Bayer says Monsanto’s list of influential people was not illegal

FRANKFURT, (Reuters) – Bayer said a law firm it commissioned to investigate lists compiled by Monsanto of European journalists, politicians and researchers had found no evidence of illegal behaviour.

French prosecutors in May opened an inquiry after newspaper Le Monde filed a complaint alleging Monsanto, which was bought by Bayer for $63 billion, had kept files of influential people in a bid to sway public opinion on its pesticides.

“There is no question that the … stakeholder lists created were detailed, methodical, and designed to strongly advocate Monsanto’s positions to stakeholders and to the public,” Bayer quoted the report by law firm Sidley Austin as saying.

“But … we did not find evidence to support the French media’s allegations regarding the illegality of the stakeholder lists,” it said, quoting the report. “There was also no evidence that the lists were based on illegal ‘surveillance’ of individuals, as claimed by the media.”

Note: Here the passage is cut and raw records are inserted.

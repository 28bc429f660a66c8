use quiz_core::model::{ScoreBand, SubmissionResult};

use crate::vm::time_fmt::format_elapsed;

#[derive(Clone, Debug, PartialEq, Eq)]
pub struct ResultVm {
    pub score_text: String,
    pub band: ScoreBand,
    pub headline: &'static str,
    pub correct_text: String,
    pub time_text: String,
    pub strong_points: Vec<String>,
    pub weak_points: Vec<String>,
    pub recommendation: &'static str,
    pub result_id: Option<u64>,
}

impl ResultVm {
    #[must_use]
    pub fn new(result: &SubmissionResult, time_taken_secs: u32) -> Self {
        let band = result.band();
        Self {
            score_text: format!("{:.1}%", result.score),
            band,
            headline: headline(band),
            correct_text: format!("{}/{}", result.correct_answers, result.total_questions),
            time_text: format_elapsed(time_taken_secs),
            strong_points: result.strong_points.clone(),
            weak_points: result.weak_points.clone(),
            recommendation: if result.has_weak_points() {
                "Practice more on your weak areas to improve your score."
            } else {
                "Great job! Keep practicing to maintain your skills."
            },
            result_id: result.result_id,
        }
    }
}

fn headline(band: ScoreBand) -> &'static str {
    match band {
        ScoreBand::Excellent => "Excellent!",
        ScoreBand::Good => "Good job!",
        ScoreBand::KeepPracticing => "Keep practicing!",
    }
}
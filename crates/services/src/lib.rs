#![forbid(unsafe_code)]

pub mod config;
pub mod error;
pub mod quiz;
pub mod submission;

pub use quiz_core::Clock;

pub use config::{DEFAULT_TEST_DURATION_SECS, QuizConfig, SubmissionConfig};
pub use error::{Recovery, SessionError, SubmitError};
pub use quiz::{
    Navigation, NextOutcome, QuestionIndicator, QuizRunner, QuizSession, SessionEvent,
    SessionSnapshot, SessionStatus, TickOutcome,
};
pub use submission::{
    HttpSubmissionEndpoint, SubmissionEndpoint, SubmissionPayload, SubmissionRequest,
};
mod age_group;
mod answer;
mod ids;
mod question;
mod report;

pub use age_group::{AgeGroup, ParseAgeGroupError, TimerLevel, TimerThresholds};
pub use answer::{Answer, AnswerSheet};
pub use ids::{ChildId, ParseIdError, QuestionId};
pub use question::{Question, QuestionError, QuestionRecord, QuestionSet, QuestionSetError};
pub use report::{ScoreBand, SubmissionResult};
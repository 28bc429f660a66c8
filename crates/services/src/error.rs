//! Shared error types for the services crate.

use thiserror::Error;

use quiz_core::model::QuestionSetError;

use crate::quiz::SessionStatus;

/// Transport-level failures talking to the submission endpoint.
#[derive(Debug, Error)]
#[non_exhaustive]
pub enum SubmitError {
    #[error("submission endpoint returned status {0}")]
    HttpStatus(reqwest::StatusCode),
    #[error("malformed submission response: {0}")]
    Malformed(#[from] serde_json::Error),
    #[error(transparent)]
    Http(#[from] reqwest::Error),
    /// Failure reported by a `SubmissionEndpoint` that does not speak HTTP.
    #[error("submission transport failed: {0}")]
    Transport(String),
}

/// What the user should be offered after a failed submission.
#[derive(Debug, Clone, Copy, PartialEq, Eq)]
pub enum Recovery {
    /// Stay on the quiz and allow a manual resubmission.
    Retry,
    /// Leave the quiz for the fallback (dashboard) view.
    ReturnToDashboard,
}

/// Errors emitted by the quiz session controller.
#[derive(Debug, Error)]
#[non_exhaustive]
pub enum SessionError {
    #[error("no questions available")]
    EmptyQuestionSet,
    #[error(transparent)]
    InvalidQuestions(QuestionSetError),
    #[error("question index {index} out of range (0..{total})")]
    InvalidIndex { index: usize, total: usize },
    #[error("option index {index} out of range (0..{len})")]
    InvalidOption { index: usize, len: usize },
    #[error("session is not active (status: {status:?})")]
    NotActive { status: SessionStatus },
    #[error("a submission is already in flight")]
    SubmissionInFlight,
    #[error("submission task was cancelled")]
    SubmissionCancelled,
    #[error("session already completed")]
    AlreadyCompleted,
    #[error("network error while submitting: {0}")]
    Network(#[source] SubmitError),
    #[error("server rejected submission: {0}")]
    Server(String),
}

impl SessionError {
    /// Recovery offered to the user, for errors that are recoverable at submit.
    #[must_use]
    pub fn recovery(&self) -> Option<Recovery> {
        match self {
            Self::Network(_) => Some(Recovery::Retry),
            Self::Server(_) => Some(Recovery::ReturnToDashboard),
            _ => None,
        }
    }
}

impl From<QuestionSetError> for SessionError {
    fn from(err: QuestionSetError) -> Self {
        match err {
            QuestionSetError::Empty => Self::EmptyQuestionSet,
            other => Self::InvalidQuestions(other),
        }
    }
}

Bayer faces potentially heavy litigation costs from U.S. lawsuits in which plaintiffs claim its Roundup weedkiller, which contains glyphosate, causes cancer, which Bayer disputes.

The group has suffered setbacks in its fight for acceptance of the product in Europe. Its home country of Germany will ban glyphosate from the end of 2023 and Austrian lawmakers have also voted to end its use.

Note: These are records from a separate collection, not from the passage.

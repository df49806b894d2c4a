use std::sync::Arc;

use lambda_runtime::{Error, LambdaEvent, service_fn};
use serde_json::Value;
use slackcmd::api::{SlackView, function_handler};
use slackcmd::core::config::AppConfig;
use slackcmd::core::store::MemoryStore;
use tracing::error;

#[tokio::main]
async fn main() -> Result<(), Error> {
    slackcmd::setup_logging();

    let config = AppConfig::from_env().map_err(|e| {
        error!("Config error: {}", e);
        Error::from(e)
    })?;
    let router = slackcmd::demo::router().map_err(|e| {
        error!("Command table error: {}", e);
        Error::from(e)
    })?;

    let view = Arc::new(SlackView::new(
        &config,
        Arc::new(router),
        Arc::new(MemoryStore::hierarchical()),
    ));

    lambda_runtime::run(service_fn(move |event: LambdaEvent<Value>| {
        let view = Arc::clone(&view);
        async move { function_handler(&view, event).await }
    }))
    .await
}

Direct glyphosate sales play only a limited role for Bayer, but it relies heavily on selling seeds to U.S. and Latin American farmers for crops that withstand the weedkiller.

The 1,475 people on the lists came from a range of mostly European countries including France (466), Germany (202), Poland (152), Spain (144), Great Britain (93), Bayer said.

It added all individuals were informed by the law firm between May 31 and Aug. 9, 2019.

The lists were created in late 2016 and 2017 by public relations agency FleishmanHillard on behalf of Monsanto.